The create_table task makes a connection to postgres to create a table.

The ETL task makes a call to the extract_data() function which is where our ETL data processing takes place.

The clean_table task invokes the postgresOperator which truncates the table of previous contents before new contents in inserted into the postgres table.

The end_pipeline marks the end of the task definition.

How to Create Dependencies Between Tasks

The last step is to create a dependencies between tasks, to enable Airflow to know the order of priority to schedule tasks.

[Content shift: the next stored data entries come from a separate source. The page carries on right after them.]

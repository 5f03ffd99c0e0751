//! Step handlers.
//!
//! One handler per leaf step kind, all obeying the same contract: read
//! the DOM through the toolkit, never write the context directly, and
//! report every observable change through the returned [`StepResult`].
//! Control-flow kinds (`if`, `foreach`, `retry`) are interpreted by the
//! scheduler and have no handler here.

mod data;
mod input;
mod pointer;
mod scrolling;
mod waiting;

use std::collections::HashMap;
use std::sync::Arc;

use async_trait::async_trait;
use serde_json::Value;
use tokio_util::sync::CancellationToken;

use dgx_core_types::{RunId, WorkflowId};
use dgx_dom::{DomBackend, NodeHandle};
use dgx_scroll::{IntoViewScroller, ScrollUntilRunner};
use dgx_selector::{ResolveOptions, ResolveResult, SelectorMap, SelectorResolver};
use dgx_telemetry::TelemetryLogger;
use dgx_wait::Waiter;

use crate::context::{SetOptions, WorkflowContext};
use crate::dsl::{StepKind, ValueSource, WorkflowStep};
use crate::env::Environment;
use crate::errors::{StepError, StepErrorReason};
use crate::template::{render_template, value_to_text};
use crate::timing::EffectiveTiming;

/// Shared engine services handed to every handler.
pub struct StepToolkit {
    pub backend: Arc<dyn DomBackend>,
    pub resolver: Arc<SelectorResolver>,
    pub map: Arc<SelectorMap>,
    pub waiter: Arc<Waiter>,
    pub into_view: Arc<IntoViewScroller>,
    pub scroll_until: Arc<ScrollUntilRunner>,
    pub environment: Arc<Environment>,
    pub logger: Arc<dyn TelemetryLogger>,
}

impl StepToolkit {
    /// Resolve a logical key against the ambient document.
    pub fn resolve_key(&self, key: &str, cancel: &CancellationToken) -> ResolveResult {
        self.resolver.resolve(
            &self.map,
            key,
            &ResolveOptions {
                scope_root: None,
                cancel: Some(cancel.clone()),
            },
        )
    }
}

/// Per-invocation handler inputs.
pub struct StepExecution<'a> {
    pub step: &'a WorkflowStep,
    pub step_index: usize,
    pub attempt: u32,
    pub retries_remaining: u32,
    pub timing: EffectiveTiming,
    pub context: &'a WorkflowContext,
    pub resolve_result: Option<ResolveResult>,
    pub run_id: RunId,
    pub workflow_id: WorkflowId,
    pub cancel: CancellationToken,
}

impl StepExecution<'_> {
    /// The element this step's key resolved to, or a `resolver-miss`.
    pub fn require_element(&self) -> Result<NodeHandle, StepError> {
        let key = self.step.kind.primary_key().unwrap_or_default();
        self.resolve_result
            .as_ref()
            .and_then(|r| r.element)
            .ok_or_else(|| {
                StepError::new(
                    StepErrorReason::ResolverMiss,
                    format!("key '{key}' did not resolve to an element"),
                )
                .with_key(key)
            })
    }
}

/// Handler output status.
#[derive(Debug, Clone, Copy, PartialEq, Eq)]
pub enum StepResultStatus {
    Success,
    Skipped,
}

/// One pending context write carried back from a handler.
#[derive(Debug, Clone)]
pub struct ContextUpdate {
    pub path: String,
    pub value: Value,
    pub options: SetOptions,
}

/// Handler output.
#[derive(Debug, Clone, Default)]
pub struct StepResult {
    pub status: Option<StepResultStatus>,
    pub notes: Option<String>,
    pub context_updates: Vec<ContextUpdate>,
    pub logs: Vec<String>,
    pub data: Option<Value>,
}

impl StepResult {
    pub fn success() -> Self {
        Self {
            status: Some(StepResultStatus::Success),
            ..Default::default()
        }
    }

    pub fn skipped(notes: impl Into<String>) -> Self {
        Self {
            status: Some(StepResultStatus::Skipped),
            notes: Some(notes.into()),
            ..Default::default()
        }
    }

    pub fn status(&self) -> StepResultStatus {
        self.status.unwrap_or(StepResultStatus::Success)
    }

    pub fn with_note(mut self, note: impl Into<String>) -> Self {
        self.notes = Some(note.into());
        self
    }

    pub fn with_update(mut self, path: impl Into<String>, value: Value, options: SetOptions) -> Self {
        self.context_updates.push(ContextUpdate {
            path: path.into(),
            value,
            options,
        });
        self
    }

    pub fn with_log(mut self, line: impl Into<String>) -> Self {
        self.logs.push(line.into());
        self
    }

    pub fn with_data(mut self, data: Value) -> Self {
        self.data = Some(data);
        self
    }
}

/// The uniform handler contract.
#[async_trait]
pub trait StepHandler: Send + Sync {
    async fn execute(
        &self,
        toolkit: &StepToolkit,
        exec: &mut StepExecution<'_>,
    ) -> Result<StepResult, StepError>;
}

/// Resolve a [`ValueSource`] to a JSON value.
pub fn resolve_value(
    toolkit: &StepToolkit,
    exec: &StepExecution<'_>,
    source: &ValueSource,
) -> Result<Value, StepError> {
    match source {
        ValueSource::Literal { value } => Ok(value.clone()),
        ValueSource::Context { path } => exec.context.peek(path).ok_or_else(|| {
            StepError::new(
                StepErrorReason::ContextMiss,
                format!("context path '{path}' is not set"),
            )
        }),
        ValueSource::Env { name } => toolkit
            .environment
            .lookup(name)
            .map(Value::String)
            .ok_or_else(|| {
                StepError::new(
                    StepErrorReason::ContextMiss,
                    format!("environment variable '{name}' is not set"),
                )
            }),
        ValueSource::Template { template } => Ok(Value::String(render_template(
            template,
            exec.context,
            &toolkit.environment,
        ))),
        ValueSource::Key { key } => {
            let result = toolkit.resolve_key(key, &exec.cancel);
            let element = result.element.ok_or_else(|| {
                StepError::new(
                    StepErrorReason::ResolverMiss,
                    format!("key '{key}' did not resolve to an element"),
                )
                .with_key(key.clone())
            })?;
            Ok(Value::String(
                toolkit
                    .backend
                    .text_content(&element)
                    .map(|t| t.trim().to_string())
                    .unwrap_or_default(),
            ))
        }
    }
}

/// Render a value for logging, respecting a mask flag.
pub fn display_value(value: &Value, masked: bool) -> String {
    if masked {
        dgx_telemetry::MASKED_VALUE.to_string()
    } else {
        value_to_text(value)
    }
}

/// Registry mapping step kind names to handlers.
pub struct HandlerRegistry {
    handlers: HashMap<&'static str, Arc<dyn StepHandler>>,
}

impl HandlerRegistry {
    pub fn empty() -> Self {
        Self {
            handlers: HashMap::new(),
        }
    }

    /// All built-in leaf handlers.
    pub fn standard() -> Self {
        let mut registry = Self::empty();
        registry.register("click", Arc::new(pointer::ClickHandler));
        registry.register("hover", Arc::new(pointer::HoverHandler));
        registry.register("focus", Arc::new(pointer::FocusHandler));
        registry.register("blur", Arc::new(pointer::BlurHandler));
        registry.register("type", Arc::new(input::TypeHandler));
        registry.register("select", Arc::new(input::SelectHandler));
        registry.register("waitFor", Arc::new(waiting::WaitHandler));
        registry.register("waitText", Arc::new(waiting::WaitHandler));
        registry.register("waitVisible", Arc::new(waiting::WaitHandler));
        registry.register("waitHidden", Arc::new(waiting::WaitHandler));
        registry.register("waitForIdle", Arc::new(waiting::WaitHandler));
        registry.register("delay", Arc::new(waiting::DelayHandler));
        registry.register("log", Arc::new(data::LogHandler));
        registry.register("setContext", Arc::new(data::SetContextHandler));
        registry.register("capture", Arc::new(data::CaptureHandler));
        registry.register("assert", Arc::new(data::AssertHandler));
        registry.register("collectList", Arc::new(data::CollectListHandler));
        registry.register("scrollIntoView", Arc::new(scrolling::ScrollIntoViewHandler));
        registry.register("scrollUntil", Arc::new(scrolling::ScrollUntilHandler));
        registry.register("run", Arc::new(RunHandler));
        registry
    }

    pub fn register(&mut self, kind: &'static str, handler: Arc<dyn StepHandler>) {
        self.handlers.insert(kind, handler);
    }

    pub fn get(&self, kind: &str) -> Option<Arc<dyn StepHandler>> {
        self.handlers.get(kind).cloned()
    }
}

/// Reserved capability: nested workflow invocation.
struct RunHandler;

#[async_trait]
impl StepHandler for RunHandler {
    async fn execute(
        &self,
        _toolkit: &StepToolkit,
        exec: &mut StepExecution<'_>,
    ) -> Result<StepResult, StepError> {
        let workflow_id = match &exec.step.kind {
            StepKind::Run { workflow_id } => workflow_id.clone(),
            _ => String::new(),
        };
        Err(StepError::unknown(format!(
            "nested workflow runs are not implemented (requested '{workflow_id}')"
        )))
    }
}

start_pipeline >> create_table >> clean_table >> etl >> end_pipeline

How to Test the Workflow

To start, click on the 'etl_twitter_pipeline' dag. Click on the graph view option, and you can now see the flow of your ETL pipeline and the dependencies between tasks.

Screenshot-2023-02-27-at-17-04-55-etl_twitter_pipeline---Graph---Airflow
Airflow running data pipeline

And there you have it – your ETL data pipeline in Airflow. I hope you found it useful and yours is working properly.

Conclusion

Apache Airflow is an easy-to-use orchestration tool making it easy to schedule and monitor data pipelines. With your knowledge of Python, you can write DAG scripts to schedule and monitor your data pipeline.

In this guide, you learned how to set up an ETL pipeline using Airflow and also how to schedule and monitor the pipeline.

You also have seen the usage of some Airflow operators such as PythonOperator, PostgresOperator, and EmptyOperator.

I hope you learned something from this guide.